A short trip down the bitumen with Chris leading and we turned off onto the dirt. At first the road was wide and quite smooth. Eventually it became sandier and sandier and the car laboured and strained through deeply rutted soft sand. With our tyre pressures down, no-one had any problems and fortunately no-one was embarrassingly bogged and had to be pulled out.
We crossed the Great Kalahari Desert National Park, still ploughing through the sand for many kilometres until we neared the gate and office for Xade Camp in the park. As we approached, a waterhole showed us our first real game of the trip: some Wildebeest, Oryx and two kinds of vultures, including the increasingly rare Lappet-faced Vulture.
With small campsites we split into two groups for the night, though we were only a few minutes' drive apart.
Once settled, Chris loaded us up into his truck with the overflow following him in cars and we went on our first evening safari drive with sightings of Black-backed jackals and Kudu.
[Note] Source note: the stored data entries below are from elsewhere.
//! Declarative helper for enums persisted as TEXT columns.

/// Define a `Copy` enum whose variant names are its stored values.
///
/// Generates `ALL`, `as_str`, `Display` and a `FromStr` that fails with
/// [`CoreError::Validation`](crate::error::CoreError::Validation).
macro_rules! define_text_enum {
    (
        $(#[$meta:meta])*
        $name:ident as $label:literal {
            $( $(#[$vmeta:meta])* $variant:ident ),+ $(,)?
        }
    ) => {
        $(#[$meta])*
        #[derive(Debug, Clone, Copy, PartialEq, Eq, Hash, serde::Serialize, serde::Deserialize)]
        pub enum $name {
            $( $(#[$vmeta])* $variant ),+
        }

        impl $name {
            /// Every variant, in declaration order.
            pub const ALL: &'static [$name] = &[$($name::$variant),+];

            /// Return the value stored in the database.
            pub fn as_str(self) -> &'static str {
                match self {
                    $( $name::$variant => stringify!($variant) ),+
                }
            }
        }

        impl std::fmt::Display for $name {
            fn fmt(&self, f: &mut std::fmt::Formatter<'_>) -> std::fmt::Result {
                f.write_str(self.as_str())
            }
        }

        impl std::str::FromStr for $name {
            type Err = $crate::error::CoreError;

            fn from_str(value: &str) -> Result<Self, Self::Err> {
                $name::ALL
                    .iter()
                    .copied()
                    .find(|v| v.as_str() == value)
                    .ok_or_else(|| {
                        let allowed: Vec<&str> = $name::ALL.iter().map(|v| v.as_str()).collect();
                        $crate::error::CoreError::Validation(format!(
                            "Invalid {} '{}'. Must be one of: {}",
                            $label,
                            value,
                            allowed.join(", ")
                        ))
                    })
            }
        }
    };
}
//! Version counter and sparse-patch rules shared by tenders and bids.
//!
//! History is an append-only log replayed forward. A rollback never rewinds
//! the counter: it re-applies the content of an old snapshot as a fresh
//! edit, so rolling back twice to the same version yields two new versions.

use crate::error::CoreError;
use crate::types::Version;

/// Version assigned to a freshly created entity.
pub const INITIAL_VERSION: Version = 1;

/// Why a new version is being written.
#[derive(Debug, Clone, Copy, PartialEq, Eq)]
pub enum VersionChange {
    /// A caller-supplied patch.
    Edit,
    /// Content copied from the snapshot taken at `target_version`.
    RollbackReplay { target_version: Version },
}

impl VersionChange {
    pub fn label(self) -> &'static str {
        match self {
            VersionChange::Edit => "edit",
            VersionChange::RollbackReplay { .. } => "rollback_replay",
        }
    }

    /// Resolve one content field for the version being written.
    ///
    /// An edit follows the sparse-patch rule of [`patched`]. A rollback
    /// replays the snapshot value verbatim, blank strings included, so the
    /// new version carries exactly the target version's content.
    pub fn resolve(self, current: &str, incoming: Option<&str>) -> String {
        match self {
            VersionChange::Edit => patched(current, incoming),
            VersionChange::RollbackReplay { .. } => incoming.unwrap_or(current).to_string(),
        }
    }
}

/// The version that follows `current`.
pub fn next_version(current: Version) -> Result<Version, CoreError> {
    current
        .checked_add(1)
        .ok_or_else(|| CoreError::Internal(format!("version counter overflow at {current}")))
}

/// Resolve one field of a sparse patch.
///
/// A present, non-blank value replaces the current one. `None` or a blank
/// string keeps the current value, so a patch can never clear a field.
pub fn patched(current: &str, patch: Option<&str>) -> String {
    match patch {
        Some(value) if !value.trim().is_empty() => value.to_string(),
        _ => current.to_string(),
    }
}

/// Validate a version number taken from a request path.
pub fn validate_target_version(version: Version) -> Result<Version, CoreError> {
    if version < INITIAL_VERSION {
        return Err(CoreError::Validation(format!(
            "Version must be at least {INITIAL_VERSION}, got {version}"
        )));
    }
    Ok(version)
}
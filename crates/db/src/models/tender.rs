//! Tender model, its rollback snapshot, and request DTOs.

use serde::{Deserialize, Serialize};
use sqlx::postgres::PgRow;
use sqlx::{FromRow, Row};
use tender_core::status::EntityStatus;
use tender_core::types::{DbId, Timestamp, Version};
use validator::Validate;

use super::decode_text;

/// A row from the `tender` table.
#[derive(Debug, Clone, Serialize)]
pub struct Tender {
    pub id: DbId,
    pub name: String,
    pub description: String,
    pub service_type: String,
    pub status: EntityStatus,
    pub organization_id: DbId,
    pub creator_username: String,
    pub version: Version,
    pub created_at: Timestamp,
}

impl<'r> FromRow<'r, PgRow> for Tender {
    fn from_row(row: &'r PgRow) -> Result<Self, sqlx::Error> {
        Ok(Self {
            id: row.try_get("id")?,
            name: row.try_get("name")?,
            description: row.try_get("description")?,
            service_type: row.try_get("service_type")?,
            status: decode_text(row, "status")?,
            organization_id: row.try_get("organization_id")?,
            creator_username: row.try_get("creator_username")?,
            version: row.try_get("version")?,
            created_at: row.try_get("created_at")?,
        })
    }
}

/// A row from the `tender_rollback` table: tender fields as they were
/// immediately before the edit that produced `version + 1`.
#[derive(Debug, Clone, Serialize)]
pub struct TenderSnapshot {
    pub id: DbId,
    pub tender_id: DbId,
    pub name: String,
    pub description: String,
    pub service_type: String,
    pub status: EntityStatus,
    pub version: Version,
    pub created_at: Timestamp,
}

impl<'r> FromRow<'r, PgRow> for TenderSnapshot {
    fn from_row(row: &'r PgRow) -> Result<Self, sqlx::Error> {
        Ok(Self {
            id: row.try_get("id")?,
            tender_id: row.try_get("tender_id")?,
            name: row.try_get("name")?,
            description: row.try_get("description")?,
            service_type: row.try_get("service_type")?,
            status: decode_text(row, "status")?,
            version: row.try_get("version")?,
            created_at: row.try_get("created_at")?,
        })
    }
}

impl TenderSnapshot {
    /// The content fields replayed by a rollback. Status is not part of a
    /// rollback; it has its own transition endpoint.
    pub fn to_patch(&self) -> UpdateTender {
        UpdateTender {
            name: Some(self.name.clone()),
            description: Some(self.description.clone()),
            service_type: Some(self.service_type.clone()),
        }
    }
}

/// DTO for creating a new tender.
#[derive(Debug, Clone, Deserialize, Validate)]
pub struct CreateTender {
    #[validate(length(min = 1, max = 100))]
    pub name: String,
    #[validate(length(max = 500))]
    pub description: Option<String>,
    #[validate(length(min = 1, max = 100))]
    pub service_type: String,
    pub organization_id: DbId,
    #[validate(length(min = 1, max = 50))]
    pub creator_username: String,
}

/// Sparse patch for a tender. `None` or blank fields are left unchanged.
#[derive(Debug, Clone, Default, Deserialize, Validate)]
pub struct UpdateTender {
    #[validate(length(max = 100))]
    pub name: Option<String>,
    #[validate(length(max = 500))]
    pub description: Option<String>,
    #[validate(length(max = 100))]
    pub service_type: Option<String>,
}
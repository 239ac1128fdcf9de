//! Integration tests for identity resolution and permission checks.

mod common;

use assert_matches::assert_matches;
use sqlx::PgPool;
use tender_core::author::{AuthorType, BidAuthor};
use tender_core::error::CoreError;
use tender_core::status::EntityStatus;
use tender_core::types::DbId;
use tender_db::error::RepoError;
use tender_db::models::review::CreateReview;
use tender_db::repositories::{AccessRepo, BidRepo, IdentityRepo, ReviewRepo, TenderRepo};

// ---------------------------------------------------------------------------
// Identity
// ---------------------------------------------------------------------------

#[sqlx::test(migrations = "../../db/migrations")]
async fn resolve_user_by_username(pool: PgPool) {
    let alice = common::employee(&pool, "alice").await;
    assert_eq!(IdentityRepo::resolve_user(&pool, "alice").await.unwrap(), alice.id);

    let err = IdentityRepo::resolve_user(&pool, "mallory").await.unwrap_err();
    assert_matches!(err, RepoError::Core(CoreError::NotFound { entity: "Employee", .. }));
}

#[sqlx::test(migrations = "../../db/migrations")]
async fn resolve_organization_requires_membership(pool: PgPool) {
    let (org, members) = common::organization_with_members(&pool, "acme", 2).await;
    let loner = common::employee(&pool, "loner").await;

    assert_eq!(
        IdentityRepo::resolve_organization(&pool, members[1].id).await.unwrap(),
        org.id
    );
    assert_eq!(IdentityRepo::find_organization(&pool, loner.id).await.unwrap(), None);
    assert_matches!(
        IdentityRepo::resolve_organization(&pool, loner.id).await,
        Err(RepoError::Core(CoreError::NotFound { entity: "OrganizationResponsible", .. }))
    );
    assert_eq!(IdentityRepo::count_responsible(&pool, org.id).await.unwrap(), 2);
}

// ---------------------------------------------------------------------------
// Tender access
// ---------------------------------------------------------------------------

#[sqlx::test(migrations = "../../db/migrations")]
async fn tender_access_follows_organization(pool: PgPool) {
    let (acme, acme_members) = common::organization_with_members(&pool, "acme", 2).await;
    let (_, rival_members) = common::organization_with_members(&pool, "rival", 1).await;
    let tender = common::published_tender(&pool, acme.id, &acme_members[0].username).await;

    assert!(AccessRepo::can_act_on_tender(&pool, acme_members[1].id, tender.id).await.unwrap());
    assert!(!AccessRepo::can_act_on_tender(&pool, rival_members[0].id, tender.id).await.unwrap());
}

#[sqlx::test(migrations = "../../db/migrations")]
async fn missing_tender_is_not_found_rather_than_denied(pool: PgPool) {
    let alice = common::employee(&pool, "alice").await;
    let err = AccessRepo::can_act_on_tender(&pool, alice.id, DbId::new_v4())
        .await
        .unwrap_err();
    assert_matches!(err, RepoError::Core(CoreError::NotFound { entity: "Tender", .. }));
}

#[sqlx::test(migrations = "../../db/migrations")]
async fn only_published_tenders_are_public(pool: PgPool) {
    let (org, members) = common::organization_with_members(&pool, "acme", 1).await;
    let creator = &members[0].username;
    let tender = TenderRepo::create(&pool, &common::new_tender(org.id, creator, "Roads"))
        .await
        .unwrap();

    assert!(!AccessRepo::is_tender_public(&pool, tender.id).await.unwrap());

    TenderRepo::set_status(&pool, tender.id, creator, EntityStatus::Published)
        .await
        .unwrap();
    assert!(AccessRepo::is_tender_public(&pool, tender.id).await.unwrap());

    TenderRepo::set_status(&pool, tender.id, creator, EntityStatus::Closed)
        .await
        .unwrap();
    assert!(!AccessRepo::is_tender_public(&pool, tender.id).await.unwrap());
}

// ---------------------------------------------------------------------------
// Bid access
// ---------------------------------------------------------------------------

#[sqlx::test(migrations = "../../db/migrations")]
async fn organization_bid_is_open_to_its_members_only(pool: PgPool) {
    let (owner, owner_members) = common::organization_with_members(&pool, "owner", 1).await;
    let (bidder, bidder_members) = common::organization_with_members(&pool, "bidder", 2).await;
    let (_, rival_members) = common::organization_with_members(&pool, "rival", 1).await;
    let tender = common::published_tender(&pool, owner.id, &owner_members[0].username).await;
    let bid = common::published_bid(&pool, tender.id, AuthorType::Organization, bidder.id).await;

    assert_eq!(bid.author, BidAuthor::Organization(bidder.id));
    for member in &bidder_members {
        assert!(AccessRepo::can_act_on_bid(&pool, member.id, bid.id).await.unwrap());
    }
    assert!(!AccessRepo::can_act_on_bid(&pool, rival_members[0].id, bid.id).await.unwrap());
}

#[sqlx::test(migrations = "../../db/migrations")]
async fn individual_bid_is_open_to_its_author_only(pool: PgPool) {
    let (owner, owner_members) = common::organization_with_members(&pool, "owner", 1).await;
    let tender = common::published_tender(&pool, owner.id, &owner_members[0].username).await;
    let author = common::employee(&pool, "author").await;
    let other = common::employee(&pool, "other").await;
    let bid = common::published_bid(&pool, tender.id, AuthorType::User, author.id).await;

    assert!(AccessRepo::can_act_on_bid(&pool, author.id, bid.id).await.unwrap());
    assert!(!AccessRepo::can_act_on_bid(&pool, other.id, bid.id).await.unwrap());
}

#[sqlx::test(migrations = "../../db/migrations")]
async fn tender_owner_may_view_bid_status(pool: PgPool) {
    let (owner, owner_members) = common::organization_with_members(&pool, "owner", 1).await;
    let (_, rival_members) = common::organization_with_members(&pool, "rival", 1).await;
    let tender = common::published_tender(&pool, owner.id, &owner_members[0].username).await;
    let author = common::employee(&pool, "author").await;
    let bid = common::published_bid(&pool, tender.id, AuthorType::User, author.id).await;

    // The tender owner cannot edit the bid but may inspect it.
    assert!(!AccessRepo::can_act_on_bid(&pool, owner_members[0].id, bid.id).await.unwrap());
    assert!(AccessRepo::can_view_bid_status(&pool, owner_members[0].id, bid.id).await.unwrap());
    assert!(AccessRepo::can_view_bid_status(&pool, author.id, bid.id).await.unwrap());
    assert!(!AccessRepo::can_view_bid_status(&pool, rival_members[0].id, bid.id).await.unwrap());
}

#[sqlx::test(migrations = "../../db/migrations")]
async fn missing_bid_is_not_found_for_status_view(pool: PgPool) {
    let alice = common::employee(&pool, "alice").await;
    let err = AccessRepo::can_view_bid_status(&pool, alice.id, DbId::new_v4())
        .await
        .unwrap_err();
    assert_matches!(err, RepoError::Core(CoreError::NotFound { entity: "Bid", .. }));
}

// ---------------------------------------------------------------------------
// Reviews
// ---------------------------------------------------------------------------

#[sqlx::test(migrations = "../../db/migrations")]
async fn reviews_are_listed_for_the_authors_bids(pool: PgPool) {
    let (owner, owner_members) = common::organization_with_members(&pool, "owner", 1).await;
    let tender = common::published_tender(&pool, owner.id, &owner_members[0].username).await;
    let author = common::employee(&pool, "author").await;
    let other = common::employee(&pool, "other").await;
    let mine = common::published_bid(&pool, tender.id, AuthorType::User, author.id).await;
    let theirs = common::published_bid(&pool, tender.id, AuthorType::User, other.id).await;

    for (bid_id, feedback) in [(mine.id, "Too slow"), (theirs.id, "Fine"), (mine.id, "Better")] {
        ReviewRepo::create(
            &pool,
            &CreateReview {
                bid_id,
                author_id: owner_members[0].id,
                feedback: feedback.to_string(),
            },
        )
        .await
        .unwrap();
    }

    let bid_ids =
        BidRepo::ids_for_tender_by_author(&pool, tender.id, BidAuthor::User(author.id))
            .await
            .unwrap();
    assert_eq!(bid_ids, vec![mine.id]);

    let reviews = ReviewRepo::list_for_bids(&pool, &bid_ids, 10, 0).await.unwrap();
    let texts: Vec<&str> = reviews.iter().map(|r| r.feedback.as_str()).collect();
    assert_eq!(texts, vec!["Better", "Too slow"]);

    assert!(ReviewRepo::list_for_bids(&pool, &[], 10, 0).await.unwrap().is_empty());
}
//! Employee (user) model.

use serde::{Deserialize, Serialize};
use sqlx::FromRow;
use tender_core::types::{DbId, Timestamp};

/// A row from the `employee` table.
#[derive(Debug, Clone, FromRow, Serialize)]
pub struct Employee {
    pub id: DbId,
    pub username: String,
    pub first_name: Option<String>,
    pub last_name: Option<String>,
    pub created_at: Timestamp,
    pub updated_at: Timestamp,
}

/// DTO for creating a new employee.
#[derive(Debug, Clone, Deserialize)]
pub struct CreateEmployee {
    pub username: String,
    pub first_name: Option<String>,
    pub last_name: Option<String>,
}
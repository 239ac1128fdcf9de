use axum::http::StatusCode;
use axum::response::{IntoResponse, Response};
use serde_json::json;
use tender_core::error::CoreError;
use tender_db::error::RepoError;

/// Application-level error type for HTTP handlers.
///
/// Wraps [`CoreError`] for domain errors and adds HTTP-specific variants.
/// Implements [`IntoResponse`] to produce consistent JSON error responses.
#[derive(Debug, thiserror::Error)]
pub enum AppError {
    /// A domain-level error from `tender_core`.
    #[error(transparent)]
    Core(#[from] CoreError),

    /// A repository storage failure, tagged with the failing operation.
    #[error("{op}: {source}")]
    Storage {
        op: &'static str,
        #[source]
        source: sqlx::Error,
    },

    /// A bad request with a human-readable message.
    #[error("Bad request: {0}")]
    BadRequest(String),
}

/// Convenience type alias for handler return values.
pub type AppResult<T> = Result<T, AppError>;

impl From<RepoError> for AppError {
    fn from(err: RepoError) -> Self {
        match err {
            RepoError::Core(core) => AppError::Core(core),
            RepoError::Storage { op, source } => AppError::Storage { op, source },
        }
    }
}

impl From<validator::ValidationErrors> for AppError {
    fn from(errors: validator::ValidationErrors) -> Self {
        AppError::Core(CoreError::Validation(errors.to_string()))
    }
}

impl IntoResponse for AppError {
    fn into_response(self) -> Response {
        let (status, code, message) = match &self {
            // --- CoreError variants ---
            AppError::Core(core) => match core {
                CoreError::NotFound { entity, id } => (
                    StatusCode::NOT_FOUND,
                    "NOT_FOUND",
                    format!("{entity} with id {id} not found"),
                ),
                CoreError::Validation(msg) => {
                    (StatusCode::BAD_REQUEST, "VALIDATION_ERROR", msg.clone())
                }
                CoreError::Conflict(msg) => (StatusCode::CONFLICT, "CONFLICT", msg.clone()),
                CoreError::Forbidden(msg) => (StatusCode::FORBIDDEN, "FORBIDDEN", msg.clone()),
                CoreError::Internal(msg) => {
                    tracing::error!(error = %msg, "Internal core error");
                    internal()
                }
            },

            // --- Storage errors ---
            AppError::Storage { op, source } => {
                tracing::error!(op = %op, error = %source, "Repository operation failed");
                classify_sqlx_error(source)
            }

            // --- HTTP-specific errors ---
            AppError::BadRequest(msg) => (StatusCode::BAD_REQUEST, "BAD_REQUEST", msg.clone()),
        };

        let body = json!({
            "error": message,
            "code": code,
        });

        (status, axum::Json(body)).into_response()
    }
}

fn internal() -> (StatusCode, &'static str, String) {
    (
        StatusCode::INTERNAL_SERVER_ERROR,
        "INTERNAL_ERROR",
        "An internal error occurred".to_string(),
    )
}

/// Classify a sqlx error into an HTTP status, error code, and message.
///
/// - `RowNotFound` maps to 404.
/// - Unique constraint violations (constraint name starting with `uq_`) map to 409.
/// - Foreign key violations map to 404: the referenced row does not exist.
/// - Everything else maps to 500 with a sanitized message.
fn classify_sqlx_error(err: &sqlx::Error) -> (StatusCode, &'static str, String) {
    match err {
        sqlx::Error::RowNotFound => (
            StatusCode::NOT_FOUND,
            "NOT_FOUND",
            "Resource not found".to_string(),
        ),
        sqlx::Error::Database(db_err) => {
            let constraint = db_err.constraint().unwrap_or("unknown");
            match db_err.code().as_deref() {
                Some("23505") if constraint.starts_with("uq_") => {
                    return (
                        StatusCode::CONFLICT,
                        "CONFLICT",
                        format!("Duplicate value violates unique constraint: {constraint}"),
                    );
                }
                Some("23503") => {
                    return (
                        StatusCode::NOT_FOUND,
                        "NOT_FOUND",
                        format!("Referenced entity does not exist: {constraint}"),
                    );
                }
                _ => {}
            }
            tracing::error!(error = %db_err, "Database error");
            internal()
        }
        other => {
            tracing::error!(error = %other, "Database error");
            internal()
        }
    }
}
//! Shared query parameter types for API handlers.
//!
//! Identities arrive as `?username=` query parameters. Query structs spell
//! out every field instead of using `#[serde(flatten)]`, which does not
//! combine with numeric fields in urlencoded input.

use serde::Deserialize;
use tender_core::pagination::{clamp_limit, clamp_offset, DEFAULT_LIMIT, MAX_LIMIT};

use crate::error::{AppError, AppResult};

/// `?username=`
#[derive(Debug, Deserialize)]
pub struct UserParams {
    pub username: Option<String>,
}

/// `?username=&limit=&offset=`
#[derive(Debug, Deserialize)]
pub struct UserPageParams {
    pub username: Option<String>,
    pub limit: Option<i64>,
    pub offset: Option<i64>,
}

/// `?username=&status=`
#[derive(Debug, Deserialize)]
pub struct StatusParams {
    pub username: Option<String>,
    pub status: Option<String>,
}

/// Clamp raw pagination input to `(limit, offset)`.
pub fn page(limit: Option<i64>, offset: Option<i64>) -> (i64, i64) {
    (
        clamp_limit(limit, DEFAULT_LIMIT, MAX_LIMIT),
        clamp_offset(offset),
    )
}

/// Extract a required, non-blank query parameter.
pub fn required<'a>(value: &'a Option<String>, name: &str) -> AppResult<&'a str> {
    match value.as_deref().map(str::trim) {
        Some(v) if !v.is_empty() => Ok(v),
        _ => Err(AppError::BadRequest(format!("Query parameter '{name}' is required"))),
    }
}
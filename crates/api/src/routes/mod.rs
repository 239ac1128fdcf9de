pub mod bid;
pub mod health;
pub mod tender;

use axum::routing::get;
use axum::Router;

use crate::state::AppState;

/// Build the `/api` route tree.
///
/// Route hierarchy:
///
/// ```text
/// /ping                                    liveness probe
///
/// /tenders                                 list published
/// /tenders/new                             create (POST)
/// /tenders/my                              list by creator
/// /tenders/{id}/status                     get, set (PUT)
/// /tenders/{id}/edit                       sparse edit (PATCH)
/// /tenders/{id}/rollback/{version}         rollback (PUT)
///
/// /bids/new                                create (POST)
/// /bids/my                                 list by author
/// /bids/{tender_id}/list                   published bids on a tender
/// /bids/{tender_id}/reviews                reviews on an author's bids
/// /bids/{id}/status                        get, set (PUT)
/// /bids/{id}/edit                          sparse edit (PATCH)
/// /bids/{id}/submit_decision               vote (PUT)
/// /bids/{id}/feedback                      add review (PUT)
/// /bids/{id}/rollback/{version}            rollback (PUT)
/// ```
pub fn api_routes() -> Router<AppState> {
    Router::new()
        .route("/ping", get(health::ping))
        .nest("/tenders", tender::router())
        .nest("/bids", bid::router())
}
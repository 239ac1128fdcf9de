//! Bid decision (vote) model.

use serde::Serialize;
use sqlx::postgres::PgRow;
use sqlx::{FromRow, Row};
use tender_core::status::{BidDecision, DecisionKind};
use tender_core::types::{DbId, Timestamp};

use super::decode_text;

/// A row from the `decision_list` table. At most one per `(user_id, bid_id)`.
#[derive(Debug, Clone, Serialize)]
pub struct Decision {
    pub id: DbId,
    pub bid_id: DbId,
    pub user_id: DbId,
    pub tender_id: DbId,
    pub decision: DecisionKind,
    pub created_at: Timestamp,
}

impl<'r> FromRow<'r, PgRow> for Decision {
    fn from_row(row: &'r PgRow) -> Result<Self, sqlx::Error> {
        Ok(Self {
            id: row.try_get("id")?,
            bid_id: row.try_get("bid_id")?,
            user_id: row.try_get("user_id")?,
            tender_id: row.try_get("tender_id")?,
            decision: decode_text(row, "decision")?,
            created_at: row.try_get("created_at")?,
        })
    }
}

/// Input for casting a vote.
#[derive(Debug, Clone)]
pub struct SubmitDecision {
    pub user_id: DbId,
    pub bid_id: DbId,
    pub tender_id: DbId,
    pub decision: DecisionKind,
}

/// A recorded vote together with the bid's decision after it was applied.
#[derive(Debug, Clone, Serialize)]
pub struct DecisionReceipt {
    #[serde(flatten)]
    pub decision: Decision,
    pub bid_decision: BidDecision,
}
//! Bid authorship: an individual employee or an organization.

use serde::{Deserialize, Serialize};

use crate::types::DbId;

define_text_enum! {
    /// Discriminant stored in the `author_type` column.
    AuthorType as "author type" {
        User,
        Organization,
    }
}

/// Who submitted a bid.
///
/// Stored as an `(author_type, author_id)` column pair and serialized the
/// same way, so `#[serde(flatten)]` on a containing struct yields
/// `"author_type": "User", "author_id": "..."`.
#[derive(Debug, Clone, Copy, PartialEq, Eq, Serialize, Deserialize)]
#[serde(tag = "author_type", content = "author_id")]
pub enum BidAuthor {
    /// An employee acting on their own behalf.
    User(DbId),
    /// An organization, represented by any of its responsible employees.
    Organization(DbId),
}

impl BidAuthor {
    pub fn from_parts(author_type: AuthorType, author_id: DbId) -> Self {
        match author_type {
            AuthorType::User => BidAuthor::User(author_id),
            AuthorType::Organization => BidAuthor::Organization(author_id),
        }
    }

    pub fn author_type(&self) -> AuthorType {
        match self {
            BidAuthor::User(_) => AuthorType::User,
            BidAuthor::Organization(_) => AuthorType::Organization,
        }
    }

    pub fn author_id(&self) -> DbId {
        match self {
            BidAuthor::User(id) | BidAuthor::Organization(id) => *id,
        }
    }
}
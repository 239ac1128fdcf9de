//! Domain rules for the tender service.
//!
//! Everything in this crate is pure: no database, no HTTP. The `db` crate
//! applies these rules inside transactions and the `api` crate maps
//! [`error::CoreError`] onto HTTP responses.

#[macro_use]
mod text_enum;

pub mod access;
pub mod author;
pub mod error;
pub mod pagination;
pub mod quorum;
pub mod status;
pub mod types;
pub mod versioning;
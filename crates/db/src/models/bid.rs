//! Bid model, its rollback snapshot, and request DTOs.

use serde::{Deserialize, Serialize};
use sqlx::postgres::PgRow;
use sqlx::{FromRow, Row};
use tender_core::author::{AuthorType, BidAuthor};
use tender_core::status::{BidDecision, EntityStatus};
use tender_core::types::{DbId, Timestamp, Version};
use validator::Validate;

use super::decode_text;

/// A row from the `bid` table.
#[derive(Debug, Clone, Serialize)]
pub struct Bid {
    pub id: DbId,
    pub name: String,
    pub description: String,
    pub status: EntityStatus,
    pub tender_id: DbId,
    #[serde(flatten)]
    pub author: BidAuthor,
    pub bid_decision: BidDecision,
    pub version: Version,
    pub created_at: Timestamp,
}

fn decode_author(row: &PgRow) -> Result<BidAuthor, sqlx::Error> {
    let author_type: AuthorType = decode_text(row, "author_type")?;
    Ok(BidAuthor::from_parts(author_type, row.try_get("author_id")?))
}

impl<'r> FromRow<'r, PgRow> for Bid {
    fn from_row(row: &'r PgRow) -> Result<Self, sqlx::Error> {
        Ok(Self {
            id: row.try_get("id")?,
            name: row.try_get("name")?,
            description: row.try_get("description")?,
            status: decode_text(row, "status")?,
            tender_id: row.try_get("tender_id")?,
            author: decode_author(row)?,
            bid_decision: decode_text(row, "bid_decision")?,
            version: row.try_get("version")?,
            created_at: row.try_get("created_at")?,
        })
    }
}

/// A row from the `bid_rollback` table.
#[derive(Debug, Clone, Serialize)]
pub struct BidSnapshot {
    pub id: DbId,
    pub bid_id: DbId,
    pub name: String,
    pub description: String,
    pub status: EntityStatus,
    #[serde(flatten)]
    pub author: BidAuthor,
    pub version: Version,
    pub created_at: Timestamp,
}

impl<'r> FromRow<'r, PgRow> for BidSnapshot {
    fn from_row(row: &'r PgRow) -> Result<Self, sqlx::Error> {
        Ok(Self {
            id: row.try_get("id")?,
            bid_id: row.try_get("bid_id")?,
            name: row.try_get("name")?,
            description: row.try_get("description")?,
            status: decode_text(row, "status")?,
            author: decode_author(row)?,
            version: row.try_get("version")?,
            created_at: row.try_get("created_at")?,
        })
    }
}

impl BidSnapshot {
    /// The content fields replayed by a rollback. Authorship never changes.
    pub fn to_patch(&self) -> UpdateBid {
        UpdateBid {
            name: Some(self.name.clone()),
            description: Some(self.description.clone()),
        }
    }
}

/// DTO for creating a new bid.
#[derive(Debug, Clone, Deserialize, Validate)]
pub struct CreateBid {
    #[validate(length(min = 1, max = 100))]
    pub name: String,
    #[validate(length(max = 500))]
    pub description: Option<String>,
    pub tender_id: DbId,
    pub author_type: AuthorType,
    pub author_id: DbId,
}

impl CreateBid {
    pub fn author(&self) -> BidAuthor {
        BidAuthor::from_parts(self.author_type, self.author_id)
    }
}

/// Sparse patch for a bid. `None` or blank fields are left unchanged.
#[derive(Debug, Clone, Default, Deserialize, Validate)]
pub struct UpdateBid {
    #[validate(length(max = 100))]
    pub name: Option<String>,
    #[validate(length(max = 500))]
    pub description: Option<String>,
}
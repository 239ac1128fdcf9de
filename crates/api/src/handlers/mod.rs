//! Request handlers, one module per resource.
//!
//! Handlers resolve the caller's identity, ask `AccessRepo` for a decision,
//! then call into the version store or decision engine.

pub mod bid;
pub mod tender;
The night, as the previous nights had been was very cold; the days have been wonderfully warm with temperatures between 35 and 40, though with the exceptionally low humidity it doesn't feel as hot as at home.
But the sky was extraordinary with the Milky Way stretching across from horizon to horizon. This may not be 5-star accommodation, but it's actually better: it's million-star! I didn't drag all my camera gear here to miss some night photography and I managed some more than passable shots of the sky!
From Xade to Piper Pan…
In the morning we packed up all our gear. On offer was an early morning game drive. The only takers were Russ and I along with Bob and Margaret. Back at the waterhole we had passed yesterday, there was not a single solitary animal! However, driving slowly back along the road, Chris thought he saw a lion on the road. No it's a just a shadow, said Chris. What a disappointment… then the shadow got up and walked across the road. We followed the young male lion for while he stared back at us as h plodded further and further off the road and into the bush. What a thrill!
Once back at camp we could opt to travel with Chris in the safari truck. Being open on all side, it's a touch breezy, especially in the early morning when the air is still cold from the night. So with layers and layers of clothes, scarves, beanies and a rug over the knees, seven of us left partners to drive the car while we had a ringside seat being the first to see the game helped by Chris's experienced eyes.
The road was strictly four-wheel-drive stuff: deep soft sand, corrugations and wash-aways. We crossed dry pans and drove through stands of thorny bushes and spotted steenboks, wildebeest, jackals, bat-eared foxes, springbok, giraffe and more.
After setting up camp, Chris took another group out again for a sunset drive spotting game on the huge grassy pan. That night with the clearest skies and no moon, I tried out a bit more night sky photography and was quite chuffed with the results.
19May -20 May
Piper Pan to Deception Valley…
Another day driving - or rather Russ driving and me in the safari truck again. Whenever we spotted game, Chris, who does quite a bit of photography himself, would manoeuvre the truck into the best position for some great pictures. A very large herd of springbok put on a great display of 'pronking', that strange and awkward-looking jumping high in the air with the back arched over. Cameras on motor drive ensured that at least a couple of the hundred or so shots would actually capture it!
Deception Pan is so called because the heat haze over the vast plain makes it look as if it holds water - though it is dry 99% of the time being in the middle of the Central Kalahari!
This camp is for two nights, a welcome relief from all the packing up of tents and gear every morning!
Again Chris took us around the many intersecting, criss-crossing tracks over the pans and through the bush, not once getting lost - or at least, if he did, he didn't let on.